Stored data entries
[Start of section]
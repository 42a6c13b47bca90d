//! Zero-copy view shared by heap and region statements.

use super::header::StmtHeader;
use crate::field_map::{self, FieldMap};
use crate::format::TupleFormat;
use crate::key_def::KeyPart;
use crate::msgpack;
use std::fmt;
use tessera_common::{Lsn, Result, StmtFlags, StmtType};

/// Borrowed view of an encoded statement.
#[derive(Clone, Copy)]
pub struct StmtView<'a> {
    header: StmtHeader,
    raw: &'a [u8],
    format: &'a TupleFormat,
}

impl<'a> StmtView<'a> {
    /// Wraps the encoded statement `raw` built against `format`.
    #[inline]
    pub fn new(raw: &'a [u8], format: &'a TupleFormat) -> Self {
        let header = StmtHeader::from_bytes(raw);
        debug_assert_eq!(header.size(), raw.len());
        Self {
            header,
            raw,
            format,
        }
    }

    #[inline]
    pub fn header(&self) -> &StmtHeader {
        &self.header
    }

    #[inline]
    pub fn format(&self) -> &'a TupleFormat {
        self.format
    }

    #[inline]
    pub fn stmt_type(&self) -> StmtType {
        self.header.stmt_type
    }

    #[inline]
    pub fn lsn(&self) -> Lsn {
        self.header.lsn
    }

    #[inline]
    pub fn flags(&self) -> StmtFlags {
        self.header.flags
    }

    /// Payload size, upsert operations included.
    #[inline]
    pub fn bsize(&self) -> u32 {
        self.header.bsize
    }

    #[inline]
    pub fn data_offset(&self) -> u16 {
        self.header.data_offset
    }

    /// Total size of the encoded statement.
    #[inline]
    pub fn size(&self) -> usize {
        self.raw.len()
    }

    /// The whole encoded statement.
    #[inline]
    pub fn raw(&self) -> &'a [u8] {
        self.raw
    }

    /// True if the statement is a bare key.
    #[inline]
    pub fn is_key(&self) -> bool {
        self.format.is_key()
    }

    /// Payload, upsert operations included.
    #[inline]
    pub fn data(&self) -> &'a [u8] {
        &self.raw[self.header.data_offset as usize..]
    }

    /// Payload tuple without trailing upsert operations.
    pub fn upsert_data(&self) -> &'a [u8] {
        let data = self.data();
        if self.stmt_type() != StmtType::Upsert {
            return data;
        }
        match msgpack::value_span(data) {
            Ok(span) => &data[..span],
            Err(_) => data,
        }
    }

    /// Trailing upsert operations, empty for other types.
    pub fn upsert_ops(&self) -> &'a [u8] {
        let data = self.data();
        &data[self.upsert_data().len()..]
    }

    pub fn field_map(&self) -> FieldMap<'a> {
        FieldMap::new(&self.raw[StmtHeader::SIZE..self.header.data_offset as usize])
    }

    /// Number of top-level fields of the payload tuple.
    pub fn field_count(&self) -> Result<u32> {
        let mut cursor = self.upsert_data();
        msgpack::decode_array_len(&mut cursor)
    }

    /// Raw bytes of top-level field `fieldno`.
    pub fn field(&self, fieldno: u32) -> Result<Option<&'a [u8]>> {
        field_map::locate_field(
            self.upsert_data(),
            Some((self.format, self.field_map())),
            fieldno,
            &[],
            None,
        )
    }

    /// Raw bytes of the field a key part points at.
    pub fn field_by_part(&self, part: &KeyPart, multikey_idx: Option<u32>) -> Result<Option<&'a [u8]>> {
        let path = part.path.as_ref().map(|p| p.tokens()).unwrap_or(&[]);
        field_map::locate_field(
            self.upsert_data(),
            Some((self.format, self.field_map())),
            part.fieldno,
            path,
            multikey_idx,
        )
    }
}

impl fmt::Display for StmtView<'_> {
    fn fmt(&self, f: &mut fmt::Formatter<'_>) -> fmt::Result {
        let tuple = msgpack::to_string(self.upsert_data());
        match self.stmt_type() {
            StmtType::Unset => f.write_str(&tuple),
            StmtType::Upsert => {
                let mut ops = String::new();
                let mut cursor = self.upsert_ops();
                while !cursor.is_empty() {
                    if !ops.is_empty() {
                        ops.push_str(", ");
                    }
                    if msgpack::format_value(&mut cursor, &mut ops).is_err() {
                        ops.push_str("<invalid msgpack>");
                        break;
                    }
                }
                write!(f, "UPSERT({}, ops={}, lsn={})", tuple, ops, self.lsn())
            }
            other => write!(f, "{}({}, lsn={})", other.name(), tuple, self.lsn()),
        }
    }
}

impl fmt::Debug for StmtView<'_> {
    fn fmt(&self, f: &mut fmt::Formatter<'_>) -> fmt::Result {
        f.debug_struct("StmtView")
            .field("header", &self.header)
            .field("format_id", &self.format.id())
            .field("stmt", &self.to_string())
            .finish()
    }
}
[End of section]
Respond with one number only: how many lines of the data contain "FieldMap".

- _Exercise solution_
3